I don’t think transaction boundaries are the concerns of DAO.

Generally stated transaction is a “cross-cutting concern”.

If you use EJB or one lightweight container like Spring or HiveMind then transactions are supported _declaratively_ at any level (but preferrably you should put them at service level).

All the containers above are able to create a transaction if no one exists at call time, or reuse the current transaction if one is already open. And that happens without any transaction management code anywhere!

 

In any case (I mean: even if you don’t use containers, be it EJB or lightweight), it is never a good idea to hard-code the transaction boundaries at the DAO level, because your DAO has only one responsibility: access one piece of data of your DB independently of any transaction.

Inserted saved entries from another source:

//! Mailer writing outgoing messages to the log.

use application::error::Result;
use application::ports::outbound::Mailer;
use async_trait::async_trait;
use domain::identity::IdentityId;

/// Logs welcome messages instead of delivering them.
///
/// Stands in for a real transport; delivery is outside this service.
#[derive(Default)]
pub struct TracingMailer;

impl TracingMailer {
    /// Create a new [`TracingMailer`].
    pub fn new() -> Self {
        Self
    }
}

#[async_trait]
impl Mailer for TracingMailer {
    async fn send_welcome(&self, id: &IdentityId) -> Result<()> {
        tracing::info!(identity = %id, template = "welcome", "email queued");
        Ok(())
    }
}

Putting transactions there would be giving too much responsibility to it (and prevent higher level services to define wider transactions).

Transactions will most often embed many calls to several DAOs, and you have to put your transaction boundaris to where they belong (ie the services that call the DAO).

 

Cheers

 

            Jean-Francois

 


From: Tony Qian [mailto:[EMAIL PROTECTED]
Sent: Monday, March 06, 2006 10:03 PM
To: [email protected]
Subject: Atomic transaction in iBATIS

 

All,

I need an atomic transaction for inserting data to several tables. iBATIS supports that. I looked at the jpetstore code. I found that atomic transaction could be made at both service and DAO level. Here are some jpetstore codes.


in OrderService.java
  public void insertOrder(Order order) {
    try {
      // Get the next id within a separate transaction
      order.setOrderId(getNextId("ordernum"));

      daoManager.startTransaction();

      itemDao.updateAllQuantitiesFromOrder(order);
      orderDao.insertOrder(order);

      daoManager.commitTransaction();
    } finally {
      daoManager.endTransaction();
    }
  }

in AccountSqlMapDao.java
  public void insertAccount(Account account) {
    update("insertAccount", account);     //  btw, why is update? should it be insert? it seems to me that actual action is controlled by action id not by key word (update)
    update("insertProfile", account);
    update("insertSignon", account);
  }

in AccountService.java
 public void insertAccount(Account account) {
    accountDao.insertAccount(account);
  }


insertOrder is apparently an atomic transaction, which is enforced at service level. My question is whether insertAccount is an atomic transaction, i.e. what if "update("insertSignon", account);" fails? Should we enforce it at DAO level (put three updates between startTransaction and endTransaction)? or we can do same thing as inserOrder, i.e. put "accountDao.insertAccount(account);" between daoManager.startTransaction and daoManager.endTransaction.

If we use Abator to generate the DAO code, it makes sense that atomic transaction is enforced at service level. But from software architecture point of view, atomic transaction should be pushed down to DAO level. any suggestions?